Restate the records that follow. Every word must match.
^^^^^^^^
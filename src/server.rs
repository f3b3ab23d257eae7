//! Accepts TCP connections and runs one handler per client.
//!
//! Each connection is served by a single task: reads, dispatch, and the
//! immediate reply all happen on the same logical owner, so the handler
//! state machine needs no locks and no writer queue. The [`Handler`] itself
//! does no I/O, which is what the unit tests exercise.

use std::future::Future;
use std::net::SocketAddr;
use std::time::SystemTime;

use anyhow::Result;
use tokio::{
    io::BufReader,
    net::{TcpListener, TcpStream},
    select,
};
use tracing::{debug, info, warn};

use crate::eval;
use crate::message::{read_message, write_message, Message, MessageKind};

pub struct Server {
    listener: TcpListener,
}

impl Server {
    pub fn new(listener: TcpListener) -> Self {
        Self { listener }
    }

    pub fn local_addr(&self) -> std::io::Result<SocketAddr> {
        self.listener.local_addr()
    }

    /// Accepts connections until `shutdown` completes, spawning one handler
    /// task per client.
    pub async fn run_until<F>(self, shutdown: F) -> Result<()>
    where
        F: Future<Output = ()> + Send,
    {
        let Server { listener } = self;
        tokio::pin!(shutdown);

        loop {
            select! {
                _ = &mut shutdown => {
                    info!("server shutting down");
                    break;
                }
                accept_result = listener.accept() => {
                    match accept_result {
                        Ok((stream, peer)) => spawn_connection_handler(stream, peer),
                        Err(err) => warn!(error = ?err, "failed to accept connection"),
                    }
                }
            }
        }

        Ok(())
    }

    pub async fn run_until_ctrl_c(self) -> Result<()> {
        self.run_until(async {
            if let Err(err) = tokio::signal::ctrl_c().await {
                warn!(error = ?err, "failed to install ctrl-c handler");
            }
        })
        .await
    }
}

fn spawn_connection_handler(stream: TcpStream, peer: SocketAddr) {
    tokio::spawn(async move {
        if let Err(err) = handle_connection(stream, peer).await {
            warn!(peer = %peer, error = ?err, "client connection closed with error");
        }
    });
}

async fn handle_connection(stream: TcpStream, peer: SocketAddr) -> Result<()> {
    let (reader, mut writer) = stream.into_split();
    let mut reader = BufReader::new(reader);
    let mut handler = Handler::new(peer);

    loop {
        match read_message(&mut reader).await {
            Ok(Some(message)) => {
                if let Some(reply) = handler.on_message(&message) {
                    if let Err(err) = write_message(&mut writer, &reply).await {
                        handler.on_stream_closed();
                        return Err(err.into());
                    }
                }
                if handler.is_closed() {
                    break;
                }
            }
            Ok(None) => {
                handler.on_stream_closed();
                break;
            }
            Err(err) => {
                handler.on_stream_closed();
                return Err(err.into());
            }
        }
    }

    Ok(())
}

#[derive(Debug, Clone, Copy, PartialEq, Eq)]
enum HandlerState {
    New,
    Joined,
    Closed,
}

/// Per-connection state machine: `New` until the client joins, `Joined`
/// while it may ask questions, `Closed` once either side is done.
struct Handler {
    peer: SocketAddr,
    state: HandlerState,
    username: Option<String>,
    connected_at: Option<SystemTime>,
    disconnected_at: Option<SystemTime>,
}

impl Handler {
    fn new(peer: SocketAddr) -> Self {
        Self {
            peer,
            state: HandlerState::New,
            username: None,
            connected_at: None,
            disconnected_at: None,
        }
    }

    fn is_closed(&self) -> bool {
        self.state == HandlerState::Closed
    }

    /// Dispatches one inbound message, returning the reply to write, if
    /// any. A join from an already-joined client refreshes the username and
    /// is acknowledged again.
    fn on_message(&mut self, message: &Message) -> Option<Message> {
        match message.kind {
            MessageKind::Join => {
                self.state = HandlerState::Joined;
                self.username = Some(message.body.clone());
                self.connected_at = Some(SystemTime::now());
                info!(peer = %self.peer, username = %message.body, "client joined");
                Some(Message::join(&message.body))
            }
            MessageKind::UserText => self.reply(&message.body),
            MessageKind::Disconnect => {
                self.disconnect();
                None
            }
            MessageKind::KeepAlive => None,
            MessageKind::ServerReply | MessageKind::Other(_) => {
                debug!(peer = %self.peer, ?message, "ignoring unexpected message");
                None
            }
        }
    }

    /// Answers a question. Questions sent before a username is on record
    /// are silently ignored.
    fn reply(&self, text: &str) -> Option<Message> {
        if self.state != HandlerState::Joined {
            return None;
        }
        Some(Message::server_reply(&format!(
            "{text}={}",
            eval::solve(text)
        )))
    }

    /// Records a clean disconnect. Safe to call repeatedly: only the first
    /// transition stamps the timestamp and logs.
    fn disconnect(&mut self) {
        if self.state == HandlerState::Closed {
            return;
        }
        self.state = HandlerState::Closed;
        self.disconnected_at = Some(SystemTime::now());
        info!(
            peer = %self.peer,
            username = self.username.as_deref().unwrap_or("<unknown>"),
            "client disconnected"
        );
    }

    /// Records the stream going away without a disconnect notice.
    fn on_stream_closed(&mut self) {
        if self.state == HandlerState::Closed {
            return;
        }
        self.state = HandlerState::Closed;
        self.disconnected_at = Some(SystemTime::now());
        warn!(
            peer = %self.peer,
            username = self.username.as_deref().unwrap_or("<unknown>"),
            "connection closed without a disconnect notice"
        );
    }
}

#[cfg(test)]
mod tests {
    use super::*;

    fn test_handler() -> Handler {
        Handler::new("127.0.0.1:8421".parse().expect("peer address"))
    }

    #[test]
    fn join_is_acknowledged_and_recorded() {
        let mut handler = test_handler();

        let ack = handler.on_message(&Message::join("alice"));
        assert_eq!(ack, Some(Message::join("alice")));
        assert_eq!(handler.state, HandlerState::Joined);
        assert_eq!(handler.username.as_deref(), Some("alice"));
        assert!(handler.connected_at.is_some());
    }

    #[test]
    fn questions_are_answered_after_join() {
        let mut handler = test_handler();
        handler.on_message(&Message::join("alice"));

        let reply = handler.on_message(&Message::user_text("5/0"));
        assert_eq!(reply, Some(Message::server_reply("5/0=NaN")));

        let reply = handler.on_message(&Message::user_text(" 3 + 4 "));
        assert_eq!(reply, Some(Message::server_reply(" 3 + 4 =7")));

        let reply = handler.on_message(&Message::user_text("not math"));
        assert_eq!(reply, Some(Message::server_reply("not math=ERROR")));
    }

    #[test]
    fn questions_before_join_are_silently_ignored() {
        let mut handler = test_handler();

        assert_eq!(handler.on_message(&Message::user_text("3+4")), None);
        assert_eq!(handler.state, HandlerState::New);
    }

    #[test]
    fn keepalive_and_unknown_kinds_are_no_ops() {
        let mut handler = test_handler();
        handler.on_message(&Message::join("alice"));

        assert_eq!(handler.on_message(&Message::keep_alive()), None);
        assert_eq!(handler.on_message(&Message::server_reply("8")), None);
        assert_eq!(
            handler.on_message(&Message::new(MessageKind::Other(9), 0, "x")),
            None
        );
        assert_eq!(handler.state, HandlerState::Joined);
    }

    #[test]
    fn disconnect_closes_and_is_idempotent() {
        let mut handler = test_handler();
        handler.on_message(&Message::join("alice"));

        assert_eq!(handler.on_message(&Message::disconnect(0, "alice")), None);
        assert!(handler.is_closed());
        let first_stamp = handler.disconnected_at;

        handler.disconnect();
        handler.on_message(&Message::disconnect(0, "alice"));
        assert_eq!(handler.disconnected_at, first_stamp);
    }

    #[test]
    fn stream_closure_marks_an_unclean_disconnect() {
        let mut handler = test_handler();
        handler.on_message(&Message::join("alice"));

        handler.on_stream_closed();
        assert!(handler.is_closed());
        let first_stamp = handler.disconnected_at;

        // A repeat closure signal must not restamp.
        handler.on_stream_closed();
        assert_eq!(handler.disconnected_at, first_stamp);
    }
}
^^^^^^^^
• [Output for this exercise]:
filename src/server.rs
repository f3b3ab23d257eae7
//! Accepts TCP connections and runs one handler per client.
//!
//! Each connection is served by a single task: reads, dispatch, and the
//! immediate reply all happen on the same logical owner, so the handler
//! state machine needs no locks and no writer queue. The [`Handler`] itself
//! does no I/O, which is what the unit tests exercise.

use std::future::Future;
use std::net::SocketAddr;
use std::time::SystemTime;

use anyhow::Result;
use tokio::{
    io::BufReader,
    net::{TcpListener, TcpStream},
    select,
};
use tracing::{debug, info, warn};

use crate::eval;
use crate::message::{read_message, write_message, Message, MessageKind};

pub struct Server {
    listener: TcpListener,
}

impl Server {
    pub fn new(listener: TcpListener) -> Self {
        Self { listener }
    }

    pub fn local_addr(&self) -> std::io::Result<SocketAddr> {
        self.listener.local_addr()
    }

    /// Accepts connections until `shutdown` completes, spawning one handler
    /// task per client.
    pub async fn run_until<F>(self, shutdown: F) -> Result<()>
    where
        F: Future<Output = ()> + Send,
    {
        let Server { listener } = self;
        tokio::pin!(shutdown);

        loop {
            select! {
                _ = &mut shutdown => {
                    info!("server shutting down");
                    break;
                }
                accept_result = listener.accept() => {
                    match accept_result {
                        Ok((stream, peer)) => spawn_connection_handler(stream, peer),
                        Err(err) => warn!(error = ?err, "failed to accept connection"),
                    }
                }
            }
        }

        Ok(())
    }

    pub async fn run_until_ctrl_c(self) -> Result<()> {
        self.run_until(async {
            if let Err(err) = tokio::signal::ctrl_c().await {
                warn!(error = ?err, "failed to install ctrl-c handler");
            }
        })
        .await
    }
}

fn spawn_connection_handler(stream: TcpStream, peer: SocketAddr) {
    tokio::spawn(async move {
        if let Err(err) = handle_connection(stream, peer).await {
            warn!(peer = %peer, error = ?err, "client connection closed with error");
        }
    });
}

async fn handle_connection(stream: TcpStream, peer: SocketAddr) -> Result<()> {
    let (reader, mut writer) = stream.into_split();
    let mut reader = BufReader::new(reader);
    let mut handler = Handler::new(peer);

    loop {
        match read_message(&mut reader).await {
            Ok(Some(message)) => {
                if let Some(reply) = handler.on_message(&message) {
                    if let Err(err) = write_message(&mut writer, &reply).await {
                        handler.on_stream_closed();
                        return Err(err.into());
                    }
                }
                if handler.is_closed() {
                    break;
                }
            }
            Ok(None) => {
                handler.on_stream_closed();
                break;
            }
            Err(err) => {
                handler.on_stream_closed();
                return Err(err.into());
            }
        }
    }

    Ok(())
}

#[derive(Debug, Clone, Copy, PartialEq, Eq)]
enum HandlerState {
    New,
    Joined,
    Closed,
}

/// Per-connection state machine: `New` until the client joins, `Joined`
/// while it may ask questions, `Closed` once either side is done.
struct Handler {
    peer: SocketAddr,
    state: HandlerState,
    username: Option<String>,
    connected_at: Option<SystemTime>,
    disconnected_at: Option<SystemTime>,
}

impl Handler {
    fn new(peer: SocketAddr) -> Self {
        Self {
            peer,
            state: HandlerState::New,
            username: None,
            connected_at: None,
            disconnected_at: None,
        }
    }

    fn is_closed(&self) -> bool {
        self.state == HandlerState::Closed
    }

    /// Dispatches one inbound message, returning the reply to write, if
    /// any. A join from an already-joined client refreshes the username and
    /// is acknowledged again.
    fn on_message(&mut self, message: &Message) -> Option<Message> {
        match message.kind {
            MessageKind::Join => {
                self.state = HandlerState::Joined;
                self.username = Some(message.body.clone());
                self.connected_at = Some(SystemTime::now());
                info!(peer = %self.peer, username = %message.body, "client joined");
                Some(Message::join(&message.body))
            }
            MessageKind::UserText => self.reply(&message.body),
            MessageKind::Disconnect => {
                self.disconnect();
                None
            }
            MessageKind::KeepAlive => None,
            MessageKind::ServerReply | MessageKind::Other(_) => {
                debug!(peer = %self.peer, ?message, "ignoring unexpected message");
                None
            }
        }
    }

    /// Answers a question. Questions sent before a username is on record
    /// are silently ignored.
    fn reply(&self, text: &str) -> Option<Message> {
        if self.state != HandlerState::Joined {
            return None;
        }
        Some(Message::server_reply(&format!(
            "{text}={}",
            eval::solve(text)
        )))
    }

    /// Records a clean disconnect. Safe to call repeatedly: only the first
    /// transition stamps the timestamp and logs.
    fn disconnect(&mut self) {
        if self.state == HandlerState::Closed {
            return;
        }
        self.state = HandlerState::Closed;
        self.disconnected_at = Some(SystemTime::now());
        info!(
            peer = %self.peer,
            username = self.username.as_deref().unwrap_or("<unknown>"),
            "client disconnected"
        );
    }

    /// Records the stream going away without a disconnect notice.
    fn on_stream_closed(&mut self) {
        if self.state == HandlerState::Closed {
            return;
        }
        self.state = HandlerState::Closed;
        self.disconnected_at = Some(SystemTime::now());
        warn!(
            peer = %self.peer,
            username = self.username.as_deref().unwrap_or("<unknown>"),
            "connection closed without a disconnect notice"
        );
    }
}

#[cfg(test)]
mod tests {
    use super::*;

    fn test_handler() -> Handler {
        Handler::new("127.0.0.1:8421".parse().expect("peer address"))
    }

    #[test]
    fn join_is_acknowledged_and_recorded() {
        let mut handler = test_handler();

        let ack = handler.on_message(&Message::join("alice"));
        assert_eq!(ack, Some(Message::join("alice")));
        assert_eq!(handler.state, HandlerState::Joined);
        assert_eq!(handler.username.as_deref(), Some("alice"));
        assert!(handler.connected_at.is_some());
    }

    #[test]
    fn questions_are_answered_after_join() {
        let mut handler = test_handler();
        handler.on_message(&Message::join("alice"));

        let reply = handler.on_message(&Message::user_text("5/0"));
        assert_eq!(reply, Some(Message::server_reply("5/0=NaN")));

        let reply = handler.on_message(&Message::user_text(" 3 + 4 "));
        assert_eq!(reply, Some(Message::server_reply(" 3 + 4 =7")));

        let reply = handler.on_message(&Message::user_text("not math"));
        assert_eq!(reply, Some(Message::server_reply("not math=ERROR")));
    }

    #[test]
    fn questions_before_join_are_silently_ignored() {
        let mut handler = test_handler();

        assert_eq!(handler.on_message(&Message::user_text("3+4")), None);
        assert_eq!(handler.state, HandlerState::New);
    }

    #[test]
    fn keepalive_and_unknown_kinds_are_no_ops() {
        let mut handler = test_handler();
        handler.on_message(&Message::join("alice"));

        assert_eq!(handler.on_message(&Message::keep_alive()), None);
        assert_eq!(handler.on_message(&Message::server_reply("8")), None);
        assert_eq!(
            handler.on_message(&Message::new(MessageKind::Other(9), 0, "x")),
            None
        );
        assert_eq!(handler.state, HandlerState::Joined);
    }

    #[test]
    fn disconnect_closes_and_is_idempotent() {
        let mut handler = test_handler();
        handler.on_message(&Message::join("alice"));

        assert_eq!(handler.on_message(&Message::disconnect(0, "alice")), None);
        assert!(handler.is_closed());
        let first_stamp = handler.disconnected_at;

        handler.disconnect();
        handler.on_message(&Message::disconnect(0, "alice"));
        assert_eq!(handler.disconnected_at, first_stamp);
    }

    #[test]
    fn stream_closure_marks_an_unclean_disconnect() {
        let mut handler = test_handler();
        handler.on_message(&Message::join("alice"));

        handler.on_stream_closed();
        assert!(handler.is_closed());
        let first_stamp = handler.disconnected_at;

        // A repeat closure signal must not restamp.
        handler.on_stream_closed();
        assert_eq!(handler.disconnected_at, first_stamp);
    }
}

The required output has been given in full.